EMT Airway Management: Three Scenarios to Train and Prepare For

As an emergency responder, you know what a vital role training plays in job preparedness. You can’t predict what the next call will be, so you had better be ready for anything your community throws at you. Some calls are standard: the unresponsive patient, the elderly person having chest pain, or the child who fell off his bike, breaking his arm. These types of calls come in with such frequency, that training for them can seem redundant and unnecessary.


But what about those rarer calls? The ones you may encounter only once a year, or once in a lifetime? As an EMT, you must be prepared to handle any emergency situation, from the mundane to the freak accident. That’s where training and preparation come in.
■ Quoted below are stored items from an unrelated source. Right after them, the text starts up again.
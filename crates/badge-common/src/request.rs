//! Badge request parameters and their coercion.
//!
//! Every parameter arrives as an optional string. Coercion never fails:
//! numeric fields that do not parse become 0, display-only fields keep their
//! raw text, and a missing tier becomes `gold`.

use serde::Deserialize;
use std::fmt;

use crate::tier::Tier;

/// Default tier when the parameter is absent or blank.
pub const DEFAULT_TIER: &str = "gold";

/// Raw query parameters as received at the HTTP boundary.
#[derive(Debug, Clone, Default, Deserialize)]
pub struct BadgeParams {
    pub tier: Option<String>,
    pub reward_points: Option<String>,
    pub discount: Option<String>,
    pub status_points: Option<String>,
    pub nights: Option<String>,
}

/// A display-only number: thousands-separated when integer-like, verbatim otherwise.
#[derive(Debug, Clone, PartialEq, Eq)]
pub enum DisplayNumber {
    Integer(i64),
    Raw(String),
}

impl DisplayNumber {
    pub fn parse(input: &str) -> Self {
        match parse_integer(input) {
            Some(n) => DisplayNumber::Integer(n),
            None => DisplayNumber::Raw(input.to_string()),
        }
    }
}

impl Default for DisplayNumber {
    fn default() -> Self {
        DisplayNumber::Integer(0)
    }
}

impl fmt::Display for DisplayNumber {
    fn fmt(&self, f: &mut fmt::Formatter<'_>) -> fmt::Result {
        match self {
            DisplayNumber::Integer(n) => f.write_str(&format_thousands(*n)),
            DisplayNumber::Raw(s) => f.write_str(s),
        }
    }
}

/// A fully coerced badge request.
#[derive(Debug, Clone, PartialEq)]
pub struct BadgeRequest {
    /// Trimmed tier text as supplied, used for the headline.
    pub tier_input: String,
    /// Parsed tier, `None` when the input is not one of the five named tiers.
    pub tier: Option<Tier>,
    pub reward_points: DisplayNumber,
    pub discount: String,
    pub status_points: i64,
    pub nights: i64,
}

impl Default for BadgeRequest {
    fn default() -> Self {
        Self {
            tier_input: DEFAULT_TIER.to_string(),
            tier: Some(Tier::Gold),
            reward_points: DisplayNumber::default(),
            discount: "0".to_string(),
            status_points: 0,
            nights: 0,
        }
    }
}

impl BadgeRequest {
    /// Coerce raw parameters. Never fails.
    pub fn from_params(params: &BadgeParams) -> Self {
        let tier_input = params
            .tier
            .as_deref()
            .map(str::trim)
            .filter(|t| !t.is_empty())
            .unwrap_or(DEFAULT_TIER)
            .to_string();

        let reward_points = params
            .reward_points
            .as_deref()
            .map(str::trim)
            .filter(|v| !v.is_empty())
            .map(DisplayNumber::parse)
            .unwrap_or_default();

        let discount = params
            .discount
            .as_deref()
            .map(str::trim)
            .filter(|v| !v.is_empty())
            .unwrap_or("0")
            .to_string();

        Self {
            tier: Tier::parse(&tier_input),
            tier_input,
            reward_points,
            discount,
            status_points: coerce_integer(params.status_points.as_deref()),
            nights: coerce_integer(params.nights.as_deref()),
        }
    }

    /// Headline text: the trimmed tier input, upper-cased.
    ///
    /// The headline always shows the caller's text, never the resolved tier,
    /// so an unrecognized value is echoed as-is in capitals while tint, label
    /// and card fall back to the default row. `"silver"`, `" Silver "` and
    /// `"SILVER"` all display as `SILVER`.
    pub fn tier_display(&self) -> String {
        self.tier_input.to_uppercase()
    }

    pub fn reward_points_text(&self) -> String {
        format!("{} Reward Points", self.reward_points)
    }

    pub fn discount_text(&self) -> String {
        format!("or £{} discount on your next stay", self.discount)
    }
}

/// Parse an integer-like string (optional sign, ASCII digits, surrounding whitespace).
pub fn parse_integer(input: &str) -> Option<i64> {
    input.trim().parse::<i64>().ok()
}

/// Parse an optional integer parameter, falling back to 0.
pub fn coerce_integer(input: Option<&str>) -> i64 {
    input.and_then(parse_integer).unwrap_or(0)
}

/// Fraction of `max` reached by `value`, clamped to [0, 1].
pub fn progress_fraction(value: i64, max: i64) -> f64 {
    if max <= 0 {
        return 0.0;
    }
    (value as f64 / max as f64).clamp(0.0, 1.0)
}

/// Format an integer with comma thousands separators.
pub fn format_thousands(value: i64) -> String {
    let digits = value.unsigned_abs().to_string();
    let mut out = String::with_capacity(digits.len() + digits.len() / 3 + 1);
    if value < 0 {
        out.push('-');
    }
    for (i, ch) in digits.chars().enumerate() {
        if i > 0 && (digits.len() - i) % 3 == 0 {
            out.push(',');
        }
        out.push(ch);
    }
    out
}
Although some have acknowledged the limitations in continuing EMS education, there are still plenty of resources and guidelines available when it comes to improving your knowledge and skills sets. And even those standard calls demand good technique and a thorough understanding of pathophysiology. No matter what the call entails, you had better be ready to make critical decisions concerning patient care. And none are more critical than airway management.


So let’s take a look at three airway scenarios in which you will benefit from a bit of extra training and preparation.


The Trauma Patient

Trauma comes in many forms, all of which can impact the airway. The head-on collision involving the unrestrained driver; the suicidal shotgun blast to the mouth; or the victim of battery who has taken a fist to the face, each of these scenarios have the potential for airway obstruction in the form of blood, tissue, and teeth, all of which can impede airway management. Here are a few must-haves when it comes to treating these patients:

 

  • Personal Protection: before you treat the patient, protect yourself! Gloves, goggles, and masks come in handy when dealing with bloody trauma victims.
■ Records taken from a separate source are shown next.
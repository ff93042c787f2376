//! Immutable badge configuration.
//!
//! Every dimension here is expressed in output (target) pixels. The renderer
//! multiplies by `canvas.scale_factor` when it draws on the supersampled canvas.

use serde::{Deserialize, Serialize};
use std::path::Path;

use crate::color::Rgb;
use crate::error::{BadgeError, BadgeResult};

/// Top-level configuration injected into the badge composer.
#[derive(Debug, Clone, PartialEq, Serialize, Deserialize, Default)]
#[serde(default)]
pub struct BadgeConfig {
    pub canvas: CanvasConfig,
    pub limits: LimitsConfig,
    pub colors: ColorConfig,
    pub assets: AssetNames,
    pub layout: LayoutConfig,
}

/// Output size and supersampling factor.
#[derive(Debug, Clone, PartialEq, Serialize, Deserialize)]
#[serde(default)]
pub struct CanvasConfig {
    pub target_width: u32,
    pub target_height: u32,
    /// Geometry is drawn at this multiple of the target size, then downsampled once.
    pub scale_factor: u32,
}

impl Default for CanvasConfig {
    fn default() -> Self {
        Self {
            target_width: 400,
            target_height: 460,
            scale_factor: 8,
        }
    }
}

/// Maxima that progress is measured against.
#[derive(Debug, Clone, PartialEq, Serialize, Deserialize)]
#[serde(default)]
pub struct LimitsConfig {
    pub max_points: i64,
    pub max_nights: i64,
}

impl Default for LimitsConfig {
    fn default() -> Self {
        Self {
            max_points: 14_000,
            max_nights: 60,
        }
    }
}

#[derive(Debug, Clone, PartialEq, Serialize, Deserialize)]
#[serde(default)]
pub struct ColorConfig {
    /// Flat backdrop used when the background image is missing (beige, email template).
    pub background: Rgb,
    pub text: Rgb,
    /// Opacity of the tier tint overlay, 0.0..=1.0.
    pub tint_alpha: f32,
    pub points_track: Rgb,
    pub nights_track: Rgb,
    pub points_fill: Rgb,
    pub nights_fill: Rgb,
    /// Disc drawn behind every icon.
    pub icon_backing: Rgb,
}

impl Default for ColorConfig {
    fn default() -> Self {
        Self {
            background: Rgb::new(226, 192, 156),
            text: Rgb::WHITE,
            tint_alpha: 0.40,
            points_track: Rgb::new(230, 242, 245),
            nights_track: Rgb::new(227, 230, 238),
            points_fill: Rgb::new(45, 228, 216),
            nights_fill: Rgb::new(72, 94, 234),
            icon_backing: Rgb::WHITE,
        }
    }
}

/// Logical asset names resolved through an asset provider.
#[derive(Debug, Clone, PartialEq, Serialize, Deserialize)]
#[serde(default)]
pub struct AssetNames {
    pub background: String,
    pub font: String,
    pub bold_font: String,
    pub points_icon: String,
    pub nights_icon: String,
    /// Absolute font paths tried when the named fonts are unavailable.
    pub system_fonts: Vec<String>,
}

impl Default for AssetNames {
    fn default() -> Self {
        Self {
            background: "background.png".to_string(),
            font: "badge_font.ttf".to_string(),
            bold_font: "bold_font.ttf".to_string(),
            points_icon: "icon_points.png".to_string(),
            nights_icon: "icon_nights.png".to_string(),
            system_fonts: vec![
                "/usr/share/fonts/truetype/dejavu/DejaVuSans.ttf".to_string(),
                "/usr/share/fonts/TTF/DejaVuSans.ttf".to_string(),
                "/usr/share/fonts/dejavu/DejaVuSans.ttf".to_string(),
                "/usr/share/fonts/truetype/liberation/LiberationSans-Regular.ttf".to_string(),
                "/Library/Fonts/Arial.ttf".to_string(),
            ],
        }
    }
}

/// Layout metrics, in target pixels.
#[derive(Debug, Clone, PartialEq, Serialize, Deserialize)]
#[serde(default)]
pub struct LayoutConfig {
    pub top_padding: f32,
    pub text_gap: f32,

    pub tier_font_size: f32,
    pub tier_letter_spacing: f32,
    pub tier_stroke: f32,
    pub reward_font_size: f32,
    pub reward_stroke: f32,
    pub discount_font_size: f32,

    /// Space between the discount line and the top of the outer arc.
    pub arc_gap: f32,
    pub outer_radius: f32,
    pub inner_radius: f32,
    pub arc_stroke: f32,

    /// Diameter of the white disc behind an arc endpoint icon.
    pub arc_icon_backing: f32,
    pub arc_icon_size: f32,

    pub next_tier_font_size: f32,
    /// Distance from the inner arc's inner edge down to the "To achieve" line.
    pub next_tier_offset: f32,

    pub card_width: f32,
    /// Width / height used to reserve space when the card image is missing.
    pub card_default_aspect: f32,
    pub card_gap: f32,

    pub stats_gap: f32,
    pub stats_font_size: f32,
    pub stats_value_stroke: f32,
    pub stats_icon_backing: f32,
    pub stats_icon_size: f32,
    pub stats_icon_gap: f32,
    pub stats_label_gap: f32,
    pub stats_row_padding: f32,
}

impl Default for LayoutConfig {
    fn default() -> Self {
        Self {
            top_padding: 28.0,
            text_gap: 8.0,
            tier_font_size: 34.0,
            tier_letter_spacing: 4.0,
            tier_stroke: 1.0,
            reward_font_size: 20.0,
            reward_stroke: 0.5,
            discount_font_size: 14.0,
            arc_gap: 16.0,
            outer_radius: 150.0,
            inner_radius: 112.0,
            arc_stroke: 18.0,
            arc_icon_backing: 26.0,
            arc_icon_size: 16.0,
            next_tier_font_size: 12.0,
            next_tier_offset: 48.0,
            card_width: 140.0,
            card_default_aspect: 1.586,
            card_gap: 8.0,
            stats_gap: 24.0,
            stats_font_size: 16.0,
            stats_value_stroke: 0.5,
            stats_icon_backing: 28.0,
            stats_icon_size: 18.0,
            stats_icon_gap: 10.0,
            stats_label_gap: 6.0,
            stats_row_padding: 12.0,
        }
    }
}

impl BadgeConfig {
    /// Load configuration from a YAML string. Missing keys take their defaults.
    pub fn from_yaml_str(yaml: &str) -> BadgeResult<Self> {
        let config: BadgeConfig = serde_yaml::from_str(yaml)?;
        config.validate()?;
        Ok(config)
    }

    /// Load configuration from a YAML file
    pub fn from_file(path: impl AsRef<Path>) -> BadgeResult<Self> {
        let content = std::fs::read_to_string(path.as_ref()).map_err(|e| {
            BadgeError::Config(format!("cannot read {}: {}", path.as_ref().display(), e))
        })?;
        Self::from_yaml_str(&content)
    }

    /// Copy of this configuration with a different supersampling factor.
    pub fn with_scale_factor(&self, scale_factor: u32) -> Self {
        let mut config = self.clone();
        config.canvas.scale_factor = scale_factor;
        config
    }

    pub fn validate(&self) -> BadgeResult<()> {
        let canvas = &self.canvas;
        if canvas.target_width == 0 || canvas.target_height == 0 {
            return Err(BadgeError::Config(
                "target dimensions must be non-zero".to_string(),
            ));
        }
        if canvas.scale_factor == 0 || canvas.scale_factor > 16 {
            return Err(BadgeError::Config(format!(
                "scale_factor must be in 1..=16, got {}",
                canvas.scale_factor
            )));
        }
        if self.limits.max_points <= 0 || self.limits.max_nights <= 0 {
            return Err(BadgeError::Config("maxima must be positive".to_string()));
        }
        if !(0.0..=1.0).contains(&self.colors.tint_alpha) {
            return Err(BadgeError::Config(format!(
                "tint_alpha must be within 0..=1, got {}",
                self.colors.tint_alpha
            )));
        }

        let layout = &self.layout;
        if layout.inner_radius >= layout.outer_radius {
            return Err(BadgeError::Config(
                "inner_radius must be smaller than outer_radius".to_string(),
            ));
        }
        if layout.arc_stroke <= 0.0 || layout.arc_stroke >= layout.inner_radius {
            return Err(BadgeError::Config(
                "arc_stroke must be positive and smaller than inner_radius".to_string(),
            ));
        }
        if layout.card_default_aspect <= 0.0 || layout.card_width <= 0.0 {
            return Err(BadgeError::Config(
                "card dimensions must be positive".to_string(),
            ));
        }

        Ok(())
    }
}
  • Suction at the Ready: effective suctioning can not only remove blood, but can clear the airway of traumatic debris. Have a reliable portable suction unit on hand, with an array of catheters that can do the job.

  • Airway Adjuncts: placement of an adjunct can be challenging in the presence of facial trauma. That EOA might not work if the mouth is a pulpy mess. Consider a nasopharyngeal option or do your best until an advanced airway can be placed by a paramedic.

The Pediatric Patient

Patients come in all shapes and sizes, and none can be more challenging than the smallest of victims. Pediatric patients are rarer than adults, and can be intimidating to treat, especially for rescuers who don’t spend time among children. A screaming infant can cause any responder to pause, and even scarier are those infants not making a sound. But even your smallest patients can be approached with confidence and courage if you have the proper training and have practiced your skills. Here are a few tips for managing the pediatric airway:

 

  • Be Proactive: don’t shy away from managing the pediatric airway. Practice your airway skills (even the simple skill of bagging), so that when the time comes, you can treat the patient with confidence.

  • Have the Right Equipment: make sure you have a range of sizes for your airway adjuncts and review the techniques for proper sizing.

  • Tailor your Suction Technique: remember when suctioning a small child or infant that the use of full suction can be detrimental to their small orifices. Dial back the suction pressure and guide the catheter with precision when working within the tight confines of the juvenile’s mouth or nose.

The Elderly Patient

As the population ages and folks live longer, more of your patients will fall under the guidelines of geriatrics. And when it comes to managing the geriatric airway, there are a few important issues to keep in mind:

  • Be Alert for Hardware: most elderly patients have had some form of dental work in the past, so keep alert for dentures, bridges, and loose teeth when placing an airway adjunct.

  • Suction with Care: those same dental prosthetics can interfere with oral suctioning, so stay alert and use the same care and caution you exercise with pediatric patients.

  • Adapt and Respond: if you must assist ventilations, make sure you maintain a tight seal.

Lack of teeth or loose dentures can make bagging a challenge, so pay attention to your seal. If the dentures are secure, leave them in place to improve mask fit.


No matter the patient, no matter the airway, proper training and preparation can make any emergency manageable. So stay up on the latest literature, practice your skills, and run through scenarios so that when the time comes, you’re ready to respond!